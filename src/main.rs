// Wrapman - Main entry point
use clap::Parser;
use std::process;
use wrapman::cli::Cli;

fn main() {
    let cli = Cli::parse();

    let exit_code = match cli.run() {
        Ok(code) => code,
        Err(e) => {
            eprintln!("{}", e.user_message(false));
            e.exit_code()
        }
    };

    process::exit(exit_code);
}
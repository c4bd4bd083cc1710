// Classpath resolution for one language version
//
// Layout:
//   <wrappers_dir>/<language_version>/kotlin/*               artifacts
//   <wrappers_dir>/<language_version>/<relative_class_dir>   pre-expanded classes

use std::fs;
use std::path::{Component, Path, PathBuf};
use url::Url;

use crate::error::RegistryError;

use super::LoadResult;

/// Artifact folder inside every version directory
pub const ARTIFACTS_DIR: &str = "kotlin";

/// Resolves the classpath of a language version
pub struct ArtifactLocator;

impl ArtifactLocator {
    /// Every entry of the version's artifact folder in enumeration order,
    /// followed by the pre-expanded classes directory.
    pub fn locate(
        language_version: &str,
        wrappers_dir: &Path,
        relative_class_dir: &Path,
    ) -> LoadResult<Vec<Url>> {
        let not_found = |path: &Path, reason: String| RegistryError::ArtifactsNotFound {
            language_version: language_version.to_string(),
            path: path.to_path_buf(),
            reason,
        };

        if !is_plain_name(language_version) {
            return Err(not_found(
                wrappers_dir,
                "version identifier is not a single path component".to_string(),
            ));
        }

        if !is_nested_path(relative_class_dir) {
            return Err(not_found(
                relative_class_dir,
                "class directory must be relative and stay inside the version directory"
                    .to_string(),
            ));
        }

        let wrappers_dir = absolute(wrappers_dir)
            .map_err(|e| not_found(wrappers_dir, format!("cannot resolve directory: {e}")))?;
        let version_dir = wrappers_dir.join(language_version);
        if !version_dir.is_dir() {
            return Err(not_found(&version_dir, "version directory does not exist".to_string()));
        }

        let artifacts_dir = version_dir.join(ARTIFACTS_DIR);
        let entries = fs::read_dir(&artifacts_dir)
            .map_err(|e| not_found(&artifacts_dir, e.to_string()))?;

        let mut classpath = Vec::new();
        for entry in entries {
            let entry = entry.map_err(|e| not_found(&artifacts_dir, e.to_string()))?;
            let path = entry.path();
            let url = if path.is_dir() {
                Url::from_directory_path(&path)
            } else {
                Url::from_file_path(&path)
            }
            .map_err(|_| not_found(&path, "path is not representable as a file URL".to_string()))?;
            classpath.push(url);
        }

        let classes_dir = version_dir.join(relative_class_dir);
        let classes_url = Url::from_directory_path(&classes_dir).map_err(|_| {
            not_found(&classes_dir, "path is not representable as a file URL".to_string())
        })?;
        classpath.push(classes_url);

        tracing::debug!(
            language_version = %language_version,
            entries = classpath.len(),
            "Resolved wrapper classpath"
        );
        Ok(classpath)
    }
}

fn is_plain_name(version: &str) -> bool {
    let mut components = Path::new(version).components();
    matches!(
        (components.next(), components.next()),
        (Some(Component::Normal(_)), None)
    )
}

/// Non-empty relative path made of plain components only
pub(crate) fn is_nested_path(path: &Path) -> bool {
    let mut has_name = false;
    for component in path.components() {
        match component {
            Component::Normal(_) => has_name = true,
            Component::CurDir => {}
            Component::ParentDir | Component::RootDir | Component::Prefix(_) => return false,
        }
    }
    has_name
}

fn absolute(path: &Path) -> std::io::Result<PathBuf> {
    if path.is_absolute() {
        Ok(path.to_path_buf())
    } else {
        Ok(std::env::current_dir()?.join(path))
    }
}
-----
#### [EXERCISE DETAILS]
Set down each record verbatim.

#### [SOLUTION]
filename src/main.rs
// Wrapman - Main entry point
use clap::Parser;
use std::process;
use wrapman::cli::Cli;

fn main() {
    let cli = Cli::parse();

    let exit_code = match cli.run() {
        Ok(code) => code,
        Err(e) => {
            eprintln!("{}", e.user_message(false));
            e.exit_code()
        }
    };

    process::exit(exit_code);
}
repository c4bd4bd083cc1710
// Classpath resolution for one language version
//
// Layout:
//   <wrappers_dir>/<language_version>/kotlin/*               artifacts
//   <wrappers_dir>/<language_version>/<relative_class_dir>   pre-expanded classes

use std::fs;
use std::path::{Component, Path, PathBuf};
use url::Url;

use crate::error::RegistryError;

use super::LoadResult;

/// Artifact folder inside every version directory
pub const ARTIFACTS_DIR: &str = "kotlin";

/// Resolves the classpath of a language version
pub struct ArtifactLocator;

impl ArtifactLocator {
    /// Every entry of the version's artifact folder in enumeration order,
    /// followed by the pre-expanded classes directory.
    pub fn locate(
        language_version: &str,
        wrappers_dir: &Path,
        relative_class_dir: &Path,
    ) -> LoadResult<Vec<Url>> {
        let not_found = |path: &Path, reason: String| RegistryError::ArtifactsNotFound {
            language_version: language_version.to_string(),
            path: path.to_path_buf(),
            reason,
        };

        if !is_plain_name(language_version) {
            return Err(not_found(
                wrappers_dir,
                "version identifier is not a single path component".to_string(),
            ));
        }

        if !is_nested_path(relative_class_dir) {
            return Err(not_found(
                relative_class_dir,
                "class directory must be relative and stay inside the version directory"
                    .to_string(),
            ));
        }

        let wrappers_dir = absolute(wrappers_dir)
            .map_err(|e| not_found(wrappers_dir, format!("cannot resolve directory: {e}")))?;
        let version_dir = wrappers_dir.join(language_version);
        if !version_dir.is_dir() {
            return Err(not_found(&version_dir, "version directory does not exist".to_string()));
        }

        let artifacts_dir = version_dir.join(ARTIFACTS_DIR);
        let entries = fs::read_dir(&artifacts_dir)
            .map_err(|e| not_found(&artifacts_dir, e.to_string()))?;

        let mut classpath = Vec::new();
        for entry in entries {
            let entry = entry.map_err(|e| not_found(&artifacts_dir, e.to_string()))?;
            let path = entry.path();
            let url = if path.is_dir() {
                Url::from_directory_path(&path)
            } else {
                Url::from_file_path(&path)
            }
            .map_err(|_| not_found(&path, "path is not representable as a file URL".to_string()))?;
            classpath.push(url);
        }

        let classes_dir = version_dir.join(relative_class_dir);
        let classes_url = Url::from_directory_path(&classes_dir).map_err(|_| {
            not_found(&classes_dir, "path is not representable as a file URL".to_string())
        })?;
        classpath.push(classes_url);

        tracing::debug!(
            language_version = %language_version,
            entries = classpath.len(),
            "Resolved wrapper classpath"
        );
        Ok(classpath)
    }
}

fn is_plain_name(version: &str) -> bool {
    let mut components = Path::new(version).components();
    matches!(
        (components.next(), components.next()),
        (Some(Component::Normal(_)), None)
    )
}

/// Non-empty relative path made of plain components only
pub(crate) fn is_nested_path(path: &Path) -> bool {
    let mut has_name = false;
    for component in path.components() {
        match component {
            Component::Normal(_) => has_name = true,
            Component::CurDir => {}
            Component::ParentDir | Component::RootDir | Component::Prefix(_) => return false,
        }
    }
    has_name
}

fn absolute(path: &Path) -> std::io::Result<PathBuf> {
    if path.is_absolute() {
        Ok(path.to_path_buf())
    } else {
        Ok(std::env::current_dir()?.join(path))
    }
}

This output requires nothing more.